En la segunda lectura (1 Pe 1, 17-21) nos hallamos ante otras estupendas afirmaciones del Príncipe de los Apóstoles, registradas en su primera epístola. Tras exhortar a la perfección recordando el alto precio con que Cristo liberó a la humanidad de su “conducta inútil” (1, 18), agrega que había sido “previsto ya antes de la creación del mundo y manifestado en los últimos tiempos por vosotros” (1, 20). Se trata de un misterio sublime que únicamente lograremos abarcar por completo en la eternidad, pues, aunque para Dios fuera posible constituir un universo donde hubiera tan sólo seres inocentes e incapaces de ofenderlo, prefirió sacar de la nada la realidad que conocemos, marcada por el error y por el pecado, pero en la cual, en contrapartida, fulguraría la entrega plena de su Hijo y su Resurrección gloriosa, el acontecimiento más bello de toda la Historia. 

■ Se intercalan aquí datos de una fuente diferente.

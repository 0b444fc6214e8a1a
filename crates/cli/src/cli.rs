use clap::Parser;
use clap_verbosity_flag::{Verbosity, WarnLevel};
use std::path::{Path, PathBuf};

/// appwarden: endpoint application monitor and block-policy enforcer
///
/// appwarden watches the process table, keeps a live inventory of
/// user-launched applications, terminates blocklisted ones and serves a local
/// control channel for querying and driving the engine.
#[derive(Debug, Parser, Clone)]
#[command(about, long_about, version)]
pub struct Cli {
    /// Path to configuration file.
    ///
    /// If not provided, the platform default location is checked
    /// (`config.toml` under the data root, plus `config.d/*.toml`
    /// overrides). If nothing exists, the default configuration is used.
    #[arg(short, long, value_parser = validate_file)]
    pub conffile: Option<PathBuf>,

    /// Override the IPC listen address from the config file.
    #[arg(short, long)]
    pub listen: Option<String>,

    #[command(flatten)]
    pub verbosity: Verbosity<WarnLevel>,
}

/// Check if the file exists.
#[inline(always)]
fn validate_file(file: &str) -> Result<PathBuf, String> {
    let path = Path::new(file);
    if path.exists() {
        Ok(path.to_owned())
    } else {
        Err(format!("File not found: {:?}", path))
    }
}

Esa alegría del perdón comprado por aquel que se hizo presente entre nosotros transparece también en el Evangelio, si bien con matices dife rentes al de las lecturas. Cuando San Lucas, en su agradable estilo, narra la convivencia del Señor con los dos discípulos de Emaús nos está llevando a asistir a esa escena y participar en ella para facilitarnos la comprensión de las maravillas contenidas en ese pasaje.

Captura de pantalla 2020-04-10 a la(s) 14.18.02.png

II – DOS ALMAS VACILANTES EN LA FE

En el transcurso del Tiempo Pascual la liturgia trae a luz la secuencia de episodios que tuvieron lugar el día de la Resurrección, entre ellos la aparición del Señor a María Magdalena (cf. Jn 20, 11- 18) y a las Santas Mujeres (cf. Mt 28, 8-10). Para que podamos seguir mejor los versículos de este domingo vale la pena recordar la actitud que tuvieron ante el Resucitado, ya que creyeron sin requerir mayores explicaciones: por un lado, la hermana de Marta —que lloraba delante del sepulcro vacío— reconoció al Maestro y acreditó en su victoria sobre la muerte simplemente cuando Él la llamó por su nombre (cf. Jn 20, 16) y, por otro, las otras que corrían a anunciar a los Apóstoles la buena noticia anunciada por el ángel y de pronto sale Jesús a su encuentro diciéndoles: “Alegraos”, y entonces le abrazan los pies y se postran ante Él. (cf. Mt 28, 9).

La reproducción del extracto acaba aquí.